Segundo o presidente da autarquia, Vítor Pereira, aumentou substancialmente a área onde se considera existir perigo de incêndio e nessas zonas não é possível construir, uma situação que tem sido contestada por vários municípios e que levou o Governo a suspender o documento, que não interfere com o já edificado.

Vítor Pereira salientou que quando se impedem as pessoas de investirem, morar e desenvolverem as suas actividades nos territórios, existe uma maior propensão para que eles fiquem abandonados, “expostos à desertificação e ao despovoamento”.

“Efectivamente, existem zonas onde é muito perigoso existirem edificações, ela [Carta de Perigosidade] tem um propósito, é proteger as pessoas e os bens. Agora, não sejamos excessivos. Nem oito, nem oitenta”, vincou o presidente.

Jorge Simões, vereador eleito pela coligação CDS/PSD/IL, criticou o documento proposto pelo Governo, por considerar 70% do concelho da Covilhã de perigosidade muito elevada, exemplificando que as áreas tidas como de perigosidade alta, segundo a nova Carta, passam de 3617 para 12801 hectares.

O eleito da coligação manifestou o desejo de a autarquia “provar que é excessiva a forma como o território foi classificado”.

Serra dos Reis, vereador com o pelouro, que abordou o assunto, lamentou que o processo tenha avançado “sem ouvir quem está nas bases” e afirmou estar “em crer que esta Carta não há-de vingar” e que a actual continue em vigor. “Com esta Carta fechamos definitivamente o Interior”, enfatizou Serra dos Reis.

Vítor Pereira reforçou que o município pretende que “a área seja reduzida, mais comprimida, de forma a que seja consentânea com a realidade do perigo de incêndio que existe em cada município”.

O que não pode acontecer, acrescentou, é “cair-se no extremo de considerar praticamente todo o território como perigoso para edificar” e criticou não se ter ouvido previamente “quem está no território e lida no dia a dia com a realidade concreta”.

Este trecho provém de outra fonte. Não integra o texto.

//! Renderer-facing view of a store under a selection.
//!
//! The projection decides which lines are drawn and what the summary panel
//! shows. It never mutates its inputs, so building the same view twice from
//! the same store and selection gives identical output.

use serde::Serialize;

use cloak_core::models::{SeriesId, Window};
use cloak_core::selection::{ActiveSeries, Selection};

use crate::aggregator::AggregationEngine;
use crate::store::TimeSeriesStore;

/// Keep a fail rate only if it is drawable, i.e. inside `[0, 100]`.
pub fn display_value(fail_rate: f64) -> Option<f64> {
    (0.0..=100.0).contains(&fail_rate).then_some(fail_rate)
}

/// A line is worth drawing when at least one point is strictly positive.
fn has_positive_value(values: &[Option<f64>]) -> bool {
    values.iter().any(|v| matches!(v, Some(x) if *x > 0.0))
}

// ── Output types ──────────────────────────────────────────────────────────────

/// One named line aligned 1:1 with the date axis.
#[derive(Debug, Clone, PartialEq, Serialize)]
pub struct DataSeries {
    /// Entity id, or series display name plus window suffix.
    pub label: String,
    pub series_id: SeriesId,
    pub color: String,
    /// Set for window aggregates, `None` for single entities.
    pub window: Option<Window>,
    pub values: Vec<Option<f64>>,
}

/// Figures for the summary panel, over the entity-level selection only.
#[derive(Debug, Clone, Copy, Default, PartialEq, Serialize)]
pub struct SummaryStats {
    pub average_fail_rate: f64,
    pub max_fail_rate: f64,
    pub min_fail_rate: f64,
    pub total_meta: u64,
    /// Number of meaningful (date, entity) samples behind the figures.
    pub sample_count: usize,
}

#[derive(Debug, Clone, Copy, PartialEq, Eq, Serialize)]
#[serde(rename_all = "lowercase")]
pub enum FailRateBand {
    Low,
    Medium,
    High,
}

impl FailRateBand {
    pub fn from_rate(fail_rate: f64) -> Self {
        if fail_rate > 60.0 {
            FailRateBand::High
        } else if fail_rate > 30.0 {
            FailRateBand::Medium
        } else {
            FailRateBand::Low
        }
    }
}

/// One line of the detail table.
#[derive(Debug, Clone, PartialEq, Serialize)]
pub struct TableRow {
    pub date: String,
    /// Upper-case entity id, e.g. `JT01`.
    pub entity: String,
    pub meta: u64,
    pub ga4: u64,
    pub fail_rate: f64,
    pub band: FailRateBand,
}

/// Everything the renderer needs for one frame.
#[derive(Debug, Clone, PartialEq, Serialize)]
pub struct DashboardView {
    pub dates: Vec<String>,
    pub series: Vec<DataSeries>,
    pub summary: SummaryStats,
    pub table: Vec<TableRow>,
    pub show_value_labels: bool,
}

// ── ViewProjection ────────────────────────────────────────────────────────────

pub struct ViewProjection;

impl ViewProjection {
    pub fn build(store: &TimeSeriesStore, selection: &Selection) -> DashboardView {
        DashboardView {
            dates: store.dates(),
            series: Self::data_series(store, selection),
            summary: Self::summary(store, selection),
            table: Self::table_rows(store, selection),
            show_value_labels: selection.show_value_labels,
        }
    }

    /// Lines to draw.
    ///
    /// While any window is active the window aggregates of the focused
    /// series replace the per-entity lines. Values outside `[0, 100]` become
    /// `None`, and a line with no positive value is left out entirely.
    pub fn data_series(store: &TimeSeriesStore, selection: &Selection) -> Vec<DataSeries> {
        if selection.has_active_window() {
            Self::window_series(store, selection)
        } else {
            Self::entity_series(store, selection)
        }
    }

    fn entity_series(store: &TimeSeriesStore, selection: &Selection) -> Vec<DataSeries> {
        let selected = selection.selected_entities();
        let mut out = Vec::new();

        for series in selection.active_series.series() {
            let ids: Vec<&str> = selected
                .iter()
                .filter(|(owner, _)| *owner == series)
                .map(|(_, id)| *id)
                .collect();
            if ids.is_empty() {
                continue;
            }

            let color = series.definition().color;
            for track in AggregationEngine::project_entities(store, series, &ids) {
                let values: Vec<Option<f64>> = track
                    .values
                    .iter()
                    .map(|v| v.and_then(display_value))
                    .collect();
                if !has_positive_value(&values) {
                    continue;
                }
                out.push(DataSeries {
                    label: track.entity_id,
                    series_id: series,
                    color: color.to_string(),
                    window: None,
                    values,
                });
            }
        }

        out
    }

    fn window_series(store: &TimeSeriesStore, selection: &Selection) -> Vec<DataSeries> {
        let windows = selection.active_windows();
        let series = selection.active_series.series();
        let records = AggregationEngine::aggregate_windows(store, &windows, &series);
        let mut out = Vec::new();

        for &window in &windows {
            for &series_id in &series {
                let values: Vec<Option<f64>> = records
                    .iter()
                    .map(|record| {
                        record
                            .get(series_id, window)
                            .filter(|t| t.is_meaningful())
                            .and_then(|t| display_value(t.fail_rate))
                    })
                    .collect();
                if !has_positive_value(&values) {
                    continue;
                }
                let def = series_id.definition();
                out.push(DataSeries {
                    label: format!("{}{}", def.display_name, window.label_suffix()),
                    series_id,
                    color: def.color.to_string(),
                    window: Some(window),
                    values,
                });
            }
        }

        out
    }

    /// Average, extremes and total volume over meaningful samples.
    ///
    /// Stored fail rates are used as-is here; the display range filter only
    /// applies to drawn lines.
    pub fn summary(store: &TimeSeriesStore, selection: &Selection) -> SummaryStats {
        let selected = selection.selected_entities();
        let mut stats = SummaryStats::default();
        let mut sum = 0.0;

        for record in store.records() {
            for (_, entity_id) in &selected {
                let Some(metric) = record.metric(entity_id).filter(|m| m.is_meaningful()) else {
                    continue;
                };
                if stats.sample_count == 0 {
                    stats.max_fail_rate = metric.fail_rate;
                    stats.min_fail_rate = metric.fail_rate;
                } else {
                    stats.max_fail_rate = stats.max_fail_rate.max(metric.fail_rate);
                    stats.min_fail_rate = stats.min_fail_rate.min(metric.fail_rate);
                }
                sum += metric.fail_rate;
                stats.total_meta = stats.total_meta.saturating_add(metric.meta_count);
                stats.sample_count += 1;
            }
        }

        if stats.sample_count > 0 {
            stats.average_fail_rate = sum / stats.sample_count as f64;
        }
        stats
    }

    /// Detail rows, date-major then selection order.
    ///
    /// With every series in view any meaningful metric is listed; a single
    /// focused series only lists entities that had Meta volume that day.
    pub fn table_rows(store: &TimeSeriesStore, selection: &Selection) -> Vec<TableRow> {
        let selected = selection.selected_entities();
        let show_all = selection.active_series == ActiveSeries::All;
        let mut rows = Vec::new();

        for record in store.records() {
            for (_, entity_id) in &selected {
                let Some(metric) = record.metric(entity_id) else {
                    continue;
                };
                let listed = if show_all {
                    metric.is_meaningful()
                } else {
                    metric.meta_count > 0
                };
                if !listed {
                    continue;
                }
                rows.push(TableRow {
                    date: record.date.clone(),
                    entity: entity_id.to_uppercase(),
                    meta: metric.meta_count,
                    ga4: metric.ga4_count,
                    fail_rate: metric.fail_rate,
                    band: FailRateBand::from_rate(metric.fail_rate),
                });
            }
        }

        rows
    }
}

// ── Tests ─────────────────────────────────────────────────────────────────────
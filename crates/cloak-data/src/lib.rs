//! Decode → normalize → aggregate → project pipeline.
//!
//! Turns the raw CSV export into a [`store::TimeSeriesStore`], runs the
//! entity and window computations of [`aggregator::AggregationEngine`] and
//! assembles a renderer-ready [`projection::DashboardView`]. The
//! [`dashboard::Dashboard`] context owns the store and the selection.

pub mod aggregator;
pub mod dashboard;
pub mod decoder;
pub mod projection;
pub mod store;
pub mod tokenizer;

pub use cloak_core as core;
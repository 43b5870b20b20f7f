/// Format a floating-point number with thousands separators and a fixed number
/// of decimal places.
///
/// # Examples
///
/// ```
/// use cloak_core::formatting::format_number;
///
/// assert_eq!(format_number(1234.5, 1), "1,234.5");
/// assert_eq!(format_number(0.0, 2), "0.00");
/// assert_eq!(format_number(-9876.5, 1), "-9,876.5");
/// ```
pub fn format_number(value: f64, decimals: u32) -> String {
    let negative = value < 0.0;
    let factor = 10_f64.powi(decimals as i32);
    let rounded = (value.abs() * factor).round() / factor;

    let grouped = group_thousands(&(rounded.trunc() as u64).to_string());
    let body = if decimals == 0 {
        grouped
    } else {
        // "0.50" → ".50"
        let frac = format!("{:.prec$}", rounded.fract(), prec = decimals as usize);
        format!("{}{}", grouped, &frac[1..])
    };

    if negative && rounded != 0.0 {
        format!("-{}", body)
    } else {
        body
    }
}

/// Integer count with thousands separators, e.g. `12,345`.
pub fn format_count(value: u64) -> String {
    group_thousands(&value.to_string())
}

/// Fail rate as shown in summaries and tables: two decimals plus `%`.
///
/// ```
/// use cloak_core::formatting::format_percent;
///
/// assert_eq!(format_percent(33.5), "33.50%");
/// ```
pub fn format_percent(value: f64) -> String {
    format!("{}%", format_number(value, 2))
}

/// On-point value label: one decimal plus `%`, nothing for empty or
/// non-positive values.
///
/// ```
/// use cloak_core::formatting::value_label;
///
/// assert_eq!(value_label(Some(47.32)), "47.3%");
/// assert_eq!(value_label(Some(0.0)), "");
/// assert_eq!(value_label(None), "");
/// ```
pub fn value_label(value: Option<f64>) -> String {
    match value {
        Some(v) if v > 0.0 => format!("{:.1}%", v),
        _ => String::new(),
    }
}

// ── Internal helpers ──────────────────────────────────────────────────────────

/// Insert commas every three digits from the right of an integer string.
fn group_thousands(s: &str) -> String {
    let len = s.len();
    let mut result = String::with_capacity(len + len / 3);
    for (i, c) in s.chars().enumerate() {
        if i != 0 && (len - i) % 3 == 0 {
            result.push(',');
        }
        result.push(c);
    }
    result
}

// ── Tests ──────────────────────────────────────────────────────────────────────
use tracing_subscriber::{fmt, prelude::*, EnvFilter};

// ── Logging bootstrap ──────────────────────────────────────────────────────────

/// Map a `--log-level` value to an [`EnvFilter`] directive.
///
/// Unknown values are passed through unchanged so that full filter
/// expressions such as `cloak_data=debug` keep working.
pub fn level_directive(log_level: &str) -> String {
    match log_level.to_uppercase().as_str() {
        "DEBUG" => "debug".to_string(),
        "INFO" => "info".to_string(),
        "WARNING" => "warn".to_string(),
        "ERROR" | "CRITICAL" => "error".to_string(),
        _ => log_level.to_string(),
    }
}

/// Initialise the global `tracing` subscriber.
///
/// Output goes to stderr so that stdout carries only the rendered view.
/// Falls back to `"info"` if the directive does not parse.
pub fn setup_logging(log_level: &str) -> anyhow::Result<()> {
    let filter =
        EnvFilter::try_new(level_directive(log_level)).unwrap_or_else(|_| EnvFilter::new("info"));

    let subscriber = fmt::layer()
        .with_target(false)
        .with_thread_ids(false)
        .with_writer(std::io::stderr);

    tracing_subscriber::registry()
        .with(filter)
        .with(subscriber)
        .try_init()?;

    Ok(())
}

// ── Tests ──────────────────────────────────────────────────────────────────────
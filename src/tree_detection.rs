//! Tree-top detection on a canopy height model.
//!
//! A cell is a tree top when its height equals the maximum of the `w × w`
//! window centred on it. Windows are truncated at the grid border, never
//! padded. Equal maxima that share a window collapse to a single candidate:
//! the first cell in row-major order.

use crate::error::{Error, Result};
use crate::raster::Raster;
use log::{debug, info};
use serde::{Deserialize, Serialize};

// ---------------------------------------------------------------------------
// Public types
// ---------------------------------------------------------------------------

/// A detected tree apex.
#[derive(Debug, Clone, Copy, PartialEq)]
pub struct TreeCandidate {
    /// 1-based id in detection (row-major) order; only stable within one run.
    pub id: u32,
    /// Cell-centre X of the apex (map units).
    pub x: f64,
    /// Cell-centre Y of the apex (map units).
    pub y: f64,
    /// Canopy height stored in the apex cell.
    pub z: f64,
}

/// Parameters for [`local_maxima`].
#[derive(Debug, Clone, Copy, PartialEq, Serialize, Deserialize)]
pub struct DetectionParams {
    /// Moving window width in cells (odd, ≥ 3).
    pub window: usize,
    /// Drop apices lower than this height.
    pub min_height: Option<f64>,
}

impl Default for DetectionParams {
    fn default() -> Self {
        Self {
            window: 5,
            min_height: None,
        }
    }
}

impl DetectionParams {
    pub fn validate(&self) -> Result<()> {
        if self.window < 3 || self.window % 2 == 0 {
            return Err(Error::invalid(format!(
                "window must be odd and >= 3, got {}",
                self.window
            )));
        }
        if let Some(h) = self.min_height {
            if h.is_nan() {
                return Err(Error::invalid("min_height is NaN"));
            }
        }
        Ok(())
    }
}

// ---------------------------------------------------------------------------
// local_maxima
// ---------------------------------------------------------------------------

/// Fixed-window local maxima of `chm`, one candidate per tied peak.
///
/// "No data" cells are never candidates and never take part in a window
/// maximum. An all-"no data" raster yields an empty vector.
pub fn local_maxima(chm: &Raster, params: &DetectionParams) -> Result<Vec<TreeCandidate>> {
    params.validate()?;
    let half = (params.window / 2) as isize;
    let is_max = window_maxima(chm, half);
    debug!(
        "local maxima: window={} raw maxima={}",
        params.window,
        is_max.iter().filter(|&&m| m).count()
    );

    let apices = resolve_ties(chm, &is_max, half);

    let mut trees = Vec::with_capacity(apices.len());
    for (r, c) in apices {
        let z = chm.get(r, c);
        if let Some(hmin) = params.min_height {
            if z < hmin {
                continue;
            }
        }
        let (x, y) = chm.rc_to_xy(r, c);
        trees.push(TreeCandidate {
            id: trees.len() as u32 + 1,
            x,
            y,
            z,
        });
    }
    info!("tree detection: {} candidates", trees.len());
    Ok(trees)
}

/// Cells whose value equals the maximum of their truncated window.
fn window_maxima(chm: &Raster, half: isize) -> Vec<bool> {
    let mut is_max = vec![false; chm.len()];
    for r in 0..chm.nrow {
        for c in 0..chm.ncol {
            let v = chm.get(r, c);
            if v.is_nan() {
                continue;
            }
            let mut highest = true;
            'window: for dr in -half..=half {
                for dc in -half..=half {
                    if let Some(n) = chm.get_opt(r as isize + dr, c as isize + dc) {
                        if n > v {
                            highest = false;
                            break 'window;
                        }
                    }
                }
            }
            is_max[r * chm.ncol + c] = highest;
        }
    }
    is_max
}

/// Group equal-valued maxima lying within each other's window (transitively)
/// and keep the first cell of each group in row-major order.
fn resolve_ties(chm: &Raster, is_max: &[bool], half: isize) -> Vec<(usize, usize)> {
    let ncol = chm.ncol;
    let mut grouped = vec![false; is_max.len()];
    let mut apices = Vec::new();
    let mut stack: Vec<(usize, usize)> = Vec::new();

    for r in 0..chm.nrow {
        for c in 0..ncol {
            let idx = r * ncol + c;
            if !is_max[idx] || grouped[idx] {
                continue;
            }
            // every earlier member of this group would already be marked,
            // so (r, c) is the group's row-major first cell
            apices.push((r, c));
            let v = chm.get(r, c);
            grouped[idx] = true;
            stack.push((r, c));
            while let Some((sr, sc)) = stack.pop() {
                for dr in -half..=half {
                    for dc in -half..=half {
                        let nr = sr as isize + dr;
                        let nc = sc as isize + dc;
                        if nr < 0 || nc < 0 || nr >= chm.nrow as isize || nc >= ncol as isize {
                            continue;
                        }
                        let nidx = nr as usize * ncol + nc as usize;
                        if is_max[nidx] && !grouped[nidx] && chm.data[nidx] == v {
                            grouped[nidx] = true;
                            stack.push((nr as usize, nc as usize));
                        }
                    }
                }
            }
        }
    }
    apices
}

// ---------------------------------------------------------------------------
// Tests
// ---------------------------------------------------------------------------

#[cfg(test)]
mod tests {
    use super::*;
    use crate::crs::Crs;
    use crate::raster::{GridSpec, NO_DATA};

    const UTM: Crs = Crs::utm(18, true);

    fn raster(nrow: usize, ncol: usize, data: Vec<f64>) -> Raster {
        let spec = GridSpec { xmin: 0.0, ymin: 0.0, ncol, nrow, res: 1.0 };
        Raster::from_vec(&spec, UTM, data).unwrap()
    }

    fn params(window: usize) -> DetectionParams {
        DetectionParams {
            window,
            min_height: None,
        }
    }

    #[test]
    fn test_plateau_keeps_north_west_cell() {
        // 2x2 plateau in the south-west corner; row 0 is the northern edge
        let chm = raster(3, 3, vec![1.0, 1.0, 1.0, 5.0, 5.0, 1.0, 5.0, 5.0, 1.0]);
        let trees = local_maxima(&chm, &params(3)).unwrap();
        assert_eq!(trees.len(), 1);
        assert_eq!((trees[0].x, trees[0].y), (0.5, 1.5));
        assert_eq!(trees[0].z, 5.0);
    }

    #[test]
    fn test_single_peak() {
        let mut data = vec![1.0; 49];
        data[2 * 7 + 4] = 5.0;
        let chm = raster(7, 7, data);
        let trees = local_maxima(&chm, &params(5)).unwrap();
        // the flat background is dominated near the peak but far corners
        // are out of its window, so only check the peak itself
        let peak: Vec<_> = trees.iter().filter(|t| t.z == 5.0).collect();
        assert_eq!(peak.len(), 1);
        assert_eq!((peak[0].x, peak[0].y), chm.rc_to_xy(2, 4));
        assert_eq!(peak[0].id, trees.iter().position(|t| t.z == 5.0).unwrap() as u32 + 1);
    }

    #[test]
    fn test_single_peak_on_cone() {
        // heights fall off with Chebyshev distance from (3, 3)
        let mut data = Vec::new();
        for r in 0..7i32 {
            for c in 0..7i32 {
                data.push(10.0 - (r - 3).abs().max((c - 3).abs()) as f64);
            }
        }
        let chm = raster(7, 7, data);
        let trees = local_maxima(&chm, &params(3)).unwrap();
        assert_eq!(trees.len(), 1);
        assert_eq!(trees[0].id, 1);
        assert_eq!(trees[0].z, 10.0);
        assert_eq!((trees[0].x, trees[0].y), chm.rc_to_xy(3, 3));
    }

    #[test]
    fn test_flat_region_single_candidate() {
        let mut data = vec![NO_DATA; 64];
        for r in 1..7 {
            for c in 2..8 {
                data[r * 8 + c] = 20.0;
            }
        }
        let chm = raster(8, 8, data);
        let trees = local_maxima(&chm, &params(3)).unwrap();
        assert_eq!(trees.len(), 1);
        assert_eq!((trees[0].x, trees[0].y), chm.rc_to_xy(1, 2));
    }

    #[test]
    fn test_fully_flat_raster() {
        let chm = raster(12, 15, vec![3.0; 180]);
        let trees = local_maxima(&chm, &params(5)).unwrap();
        assert_eq!(trees.len(), 1);
        assert_eq!((trees[0].x, trees[0].y), chm.rc_to_xy(0, 0));
    }

    #[test]
    fn test_two_separated_peaks() {
        let mut data = vec![1.0; 10 * 10];
        data[1 * 10 + 1] = 8.0;
        data[8 * 10 + 8] = 9.0;
        let chm = raster(10, 10, data);
        let trees = local_maxima(&chm, &params(5)).unwrap();
        let tall: Vec<_> = trees.iter().filter(|t| t.z > 1.0).collect();
        assert_eq!(tall.len(), 2);
        assert_eq!(tall[0].z, 8.0);
        assert_eq!(tall[1].z, 9.0);
        assert!(tall[0].id < tall[1].id);
    }

    #[test]
    fn test_edge_window_is_truncated() {
        // a corner cell higher than its truncated neighbourhood is a maximum
        let chm = raster(3, 3, vec![9.0, 5.0, 4.0, 5.0, 5.0, 4.0, 4.0, 4.0, 6.0]);
        let trees = local_maxima(&chm, &params(3)).unwrap();
        let zs: Vec<f64> = trees.iter().map(|t| t.z).collect();
        assert_eq!(zs, vec![9.0, 6.0]);
        assert_eq!((trees[1].x, trees[1].y), chm.rc_to_xy(2, 2));
    }

    #[test]
    fn test_no_data_never_selected() {
        let chm = raster(3, 3, vec![NO_DATA; 9]);
        assert!(local_maxima(&chm, &params(3)).unwrap().is_empty());

        let chm = raster(1, 3, vec![NO_DATA, 4.0, NO_DATA]);
        let trees = local_maxima(&chm, &params(3)).unwrap();
        assert_eq!(trees.len(), 1);
        assert_eq!(trees[0].z, 4.0);
    }

    #[test]
    fn test_min_height_keeps_ids_dense() {
        let mut data = vec![0.0; 10 * 10];
        data[1 * 10 + 1] = 8.0;
        data[5 * 10 + 5] = 3.0;
        data[8 * 10 + 8] = 9.0;
        let chm = raster(10, 10, data);
        let trees = local_maxima(
            &chm,
            &DetectionParams {
                window: 3,
                min_height: Some(5.0),
            },
        )
        .unwrap();
        assert_eq!(trees.len(), 2);
        assert_eq!(trees[0].id, 1);
        assert_eq!(trees[1].id, 2);
        assert_eq!(trees[1].z, 9.0);
    }

    #[test]
    fn test_invalid_window() {
        let chm = raster(3, 3, vec![1.0; 9]);
        for w in [0, 1, 2, 4] {
            assert!(matches!(
                local_maxima(&chm, &params(w)),
                Err(Error::InvalidInput(_))
            ));
        }
    }
}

“Estou convencido que vamos conseguir reduzir significativamente esta área. Nada justifica que se vá tão longe, a não ser que tenham apresentado a velha táctica de pedir muito para depois negociar”, acrescentou.

A Carta de Perigosidade de Incêndio Rural, publicada sob aviso em Diário da República em 28 de Março, é um instrumento para planeamento das medidas de prevenção e combate a incêndios rurais, para definição dos condicionamentos às atividades de fruição dos espaços rurais.

Este instrumento motivou várias críticas de várias comunidades intermunicipais e dos municípios e, entretanto, em 19 de Maio, o Governo anunciou que a entrada em vigor ficará suspensa até 31 de Dezembro, para permitir a sua revisão e “acautelar preocupações” manifestadas pelos agentes do território.